• **EXERCISE DETAILS**:
Begin at the first line of the records below and, please, give each line again exactly until the line with "#[derive(Debug, Clone, PartialEq, Serialize, Deserialize)]" is included.

• **GIVEN ENTRIES**:
******
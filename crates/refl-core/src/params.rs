//! Named model parameters with optional bounds.

use serde::{Deserialize, Serialize};

use crate::errors::{ErrorInfo, ReflError};

/// A single model parameter, such as a layer thickness or magnetic SLD.
#[derive(Debug, Clone, PartialEq, Serialize, Deserialize)]
pub struct Parameter {
    /// Display name, unique within a [`ParameterSet`].
    pub name: String,
    /// Current value.
    pub value: f64,
    /// Optional `(low, high)` prior bounds.
    #[serde(default, skip_serializing_if = "Option::is_none")]
    pub bounds: Option<(f64, f64)>,
    /// Whether the parameter takes part in information calculations.
    #[serde(default)]
    pub vary: bool,
}

impl Parameter {
    /// Creates a fixed parameter without bounds.
    pub fn fixed(name: impl Into<String>, value: f64) -> Self {
        Self {
            name: name.into(),
            value,
            bounds: None,
            vary: false,
        }
    }

    /// Creates a varying parameter with the given bounds.
    pub fn varying(name: impl Into<String>, value: f64, bounds: (f64, f64)) -> Self {
        let (lo, hi) = if bounds.0 <= bounds.1 {
            bounds
        } else {
            (bounds.1, bounds.0)
        };
        Self {
            name: name.into(),
            value,
            bounds: Some((lo, hi)),
            vary: true,
        }
    }

    /// Width of the bounds interval, if bounded.
    pub fn bound_width(&self) -> Option<f64> {
        self.bounds.map(|(lo, hi)| hi - lo)
    }
}

/// Ordered collection of parameters addressed by index or by name.
#[derive(Debug, Clone, PartialEq, Default, Serialize, Deserialize)]
pub struct ParameterSet {
    params: Vec<Parameter>,
}

impl ParameterSet {
    /// Creates an empty set.
    pub fn new() -> Self {
        Self::default()
    }

    /// Appends a parameter and returns its index.
    pub fn push(&mut self, param: Parameter) -> usize {
        self.params.push(param);
        self.params.len() - 1
    }

    /// Number of parameters in the set.
    pub fn len(&self) -> usize {
        self.params.len()
    }

    /// Returns `true` when the set holds no parameters.
    pub fn is_empty(&self) -> bool {
        self.params.is_empty()
    }

    /// Iterates over the parameters in insertion order.
    pub fn iter(&self) -> impl Iterator<Item = &Parameter> {
        self.params.iter()
    }

    /// Returns the parameter at `idx`.
    pub fn get(&self, idx: usize) -> Result<&Parameter, ReflError> {
        self.params.get(idx).ok_or_else(|| out_of_range(idx, self.len()))
    }

    /// Returns the value of the parameter at `idx`.
    pub fn value(&self, idx: usize) -> Result<f64, ReflError> {
        Ok(self.get(idx)?.value)
    }

    /// Overwrites the value of the parameter at `idx`.
    pub fn set_value(&mut self, idx: usize, value: f64) -> Result<(), ReflError> {
        let len = self.len();
        let param = self
            .params
            .get_mut(idx)
            .ok_or_else(|| out_of_range(idx, len))?;
        if !value.is_finite() {
            return Err(ReflError::Model(
                ErrorInfo::new("param-non-finite", "parameter values must be finite")
                    .with_context("name", param.name.clone())
                    .with_context("value", value.to_string()),
            ));
        }
        param.value = value;
        Ok(())
    }

    /// Looks up the index of a parameter by name.
    pub fn index_of(&self, name: &str) -> Result<usize, ReflError> {
        self.params
            .iter()
            .position(|param| param.name == name)
            .ok_or_else(|| {
                ReflError::Model(
                    ErrorInfo::new("param-unknown", "no parameter with this name")
                        .with_context("name", name),
                )
            })
    }

    /// Returns the value of the named parameter.
    pub fn value_of(&self, name: &str) -> Result<f64, ReflError> {
        self.value(self.index_of(name)?)
    }

    /// Indices of parameters flagged as varying.
    pub fn varying(&self) -> Vec<usize> {
        self.params
            .iter()
            .enumerate()
            .filter(|(_, param)| param.vary)
            .map(|(idx, _)| idx)
            .collect()
    }

    /// Names of the parameters at the given indices.
    pub fn names(&self, indices: &[usize]) -> Vec<String> {
        indices
            .iter()
            .filter_map(|&idx| self.params.get(idx).map(|param| param.name.clone()))
            .collect()
    }
}

impl FromIterator<Parameter> for ParameterSet {
    fn from_iter<I: IntoIterator<Item = Parameter>>(iter: I) -> Self {
        Self {
            params: iter.into_iter().collect(),
        }
    }
}

fn out_of_range(idx: usize, len: usize) -> ReflError {
    ReflError::Model(
        ErrorInfo::new("param-index", "parameter index out of range")
            .with_context("index", idx.to_string())
            .with_context("len", len.to_string()),
    )
}

#[cfg(test)]
mod tests {
    use super::*;

    #[test]
    fn varying_bounds_are_ordered() {
        let param = Parameter::varying("sld", -0.5, (-0.4, -0.6));
        assert_eq!(param.bounds, Some((-0.6, -0.4)));
    }

    #[test]
    fn lookup_by_name() {
        let set: ParameterSet = vec![
            Parameter::fixed("a", 1.0),
            Parameter::varying("b", 2.0, (1.0, 3.0)),
        ]
        .into_iter()
        .collect();
        assert_eq!(set.index_of("b").unwrap(), 1);
        assert_eq!(set.varying(), vec![1]);
        assert!(set.index_of("c").is_err());
    }
}
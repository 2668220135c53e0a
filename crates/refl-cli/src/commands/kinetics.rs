use std::error::Error;

use clap::Args;
use refl_exp::{DifferentialEvolutionOptions, Study, Values};

use super::{parse_values, run_single, StudyArgs};

#[derive(Args, Debug)]
pub struct KineticsArgs {
    /// Candidate angles in degrees.
    #[arg(long, value_parser = parse_values, default_value = "0.2:4:50")]
    pub angles: Values,
    /// Candidate bulk water SLDs.
    #[arg(
        long,
        value_parser = parse_values,
        allow_hyphen_values = true,
        default_value = "-0.56:6.36:50"
    )]
    pub contrasts: Values,
    /// Area per molecule values the bilayer passes through.
    #[arg(long, value_parser = parse_values, default_value = "49.9:55.1:20")]
    pub kinetic_values: Values,
    #[arg(long, default_value_t = 70)]
    pub points: usize,
    /// Counting time shared equally between the kinetic values.
    #[arg(long, default_value_t = 1000.0)]
    pub time: f64,
    #[command(flatten)]
    pub study: StudyArgs,
}

pub fn run(args: &KineticsArgs) -> Result<(), Box<dyn Error>> {
    let study = Study::Kinetics {
        angles: args.angles.clone(),
        contrasts: args.contrasts.clone(),
        kinetic_values: args.kinetic_values.clone(),
        points: args.points,
        time: args.time,
    };
    run_single(
        "kinetics",
        study,
        &args.study,
        DifferentialEvolutionOptions::default(),
    )
}
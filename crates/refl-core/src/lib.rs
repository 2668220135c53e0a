#![deny(missing_docs)]
#![doc = "Core types shared by the reflectometry experimental design crates: errors, parameters, seeding and provenance."]

pub mod errors;
pub mod params;
pub mod provenance;
pub mod rng;

pub use errors::{ErrorInfo, ReflError};
pub use params::{Parameter, ParameterSet};
pub use provenance::{RunProvenance, SchemaVersion};
pub use rng::{derive_substream_seed, RngHandle};
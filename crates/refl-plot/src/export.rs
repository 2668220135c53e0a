//! CSV export of simulated data and study results.

use std::fs;
use std::path::Path;

use refl_core::errors::{ErrorInfo, ReflError};
use refl_exp::{Grid2D, Series};
use refl_sim::SimulatedData;
use tracing::info;

fn csv_error(path: &Path, err: impl ToString) -> ReflError {
    ReflError::Io(
        ErrorInfo::new("csv-write", err.to_string()).with_context("path", path.display().to_string()),
    )
}

fn writer(path: &Path) -> Result<csv::Writer<fs::File>, ReflError> {
    if let Some(parent) = path.parent().filter(|p| !p.as_os_str().is_empty()) {
        fs::create_dir_all(parent).map_err(|err| ReflError::io("csv-dir", parent, err))?;
    }
    csv::Writer::from_path(path).map_err(|err| csv_error(path, err))
}

/// Writes `grid` in long format, one `x, y, value` row per grid point.
pub fn write_grid_csv(grid: &Grid2D, path: &Path) -> Result<(), ReflError> {
    let mut wtr = writer(path)?;
    wtr.write_record([&grid.x_label, &grid.y_label, &grid.z_label])
        .map_err(|err| csv_error(path, err))?;
    for (x, row) in grid.x.iter().zip(&grid.values) {
        for (y, value) in grid.y.iter().zip(row) {
            wtr.write_record([x.to_string(), y.to_string(), value.to_string()])
                .map_err(|err| csv_error(path, err))?;
        }
    }
    wtr.flush().map_err(|err| csv_error(path, err))?;
    info!(path = %path.display(), points = grid.len(), "wrote grid");
    Ok(())
}

/// Writes `x, value` rows with the series labels as header.
pub fn write_series_csv(series: &Series, path: &Path) -> Result<(), ReflError> {
    let mut wtr = writer(path)?;
    wtr.write_record([&series.x_label, &series.y_label])
        .map_err(|err| csv_error(path, err))?;
    for (x, value) in series.x.iter().zip(&series.values) {
        wtr.write_record([x.to_string(), value.to_string()])
            .map_err(|err| csv_error(path, err))?;
    }
    wtr.flush().map_err(|err| csv_error(path, err))?;
    Ok(())
}

/// Writes simulated data as `q, r, dr, counts` columns.
pub fn write_data_csv(data: &SimulatedData, path: &Path) -> Result<(), ReflError> {
    let mut wtr = writer(path)?;
    wtr.write_record(["q", "r", "dr", "counts"])
        .map_err(|err| csv_error(path, err))?;
    for row in data.rows() {
        wtr.write_record([
            row.q.to_string(),
            row.r.to_string(),
            row.dr.to_string(),
            row.counts.to_string(),
        ])
        .map_err(|err| csv_error(path, err))?;
    }
    wtr.flush().map_err(|err| csv_error(path, err))?;
    Ok(())
}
******
• **OUTPUT OF THE EXERCISE**:
filename crates/refl-core/src/params.rs
//! Named model parameters with optional bounds.

use serde::{Deserialize, Serialize};

use crate::errors::{ErrorInfo, ReflError};

/// A single model parameter, such as a layer thickness or magnetic SLD.
#[derive(Debug, Clone, PartialEq, Serialize, Deserialize)]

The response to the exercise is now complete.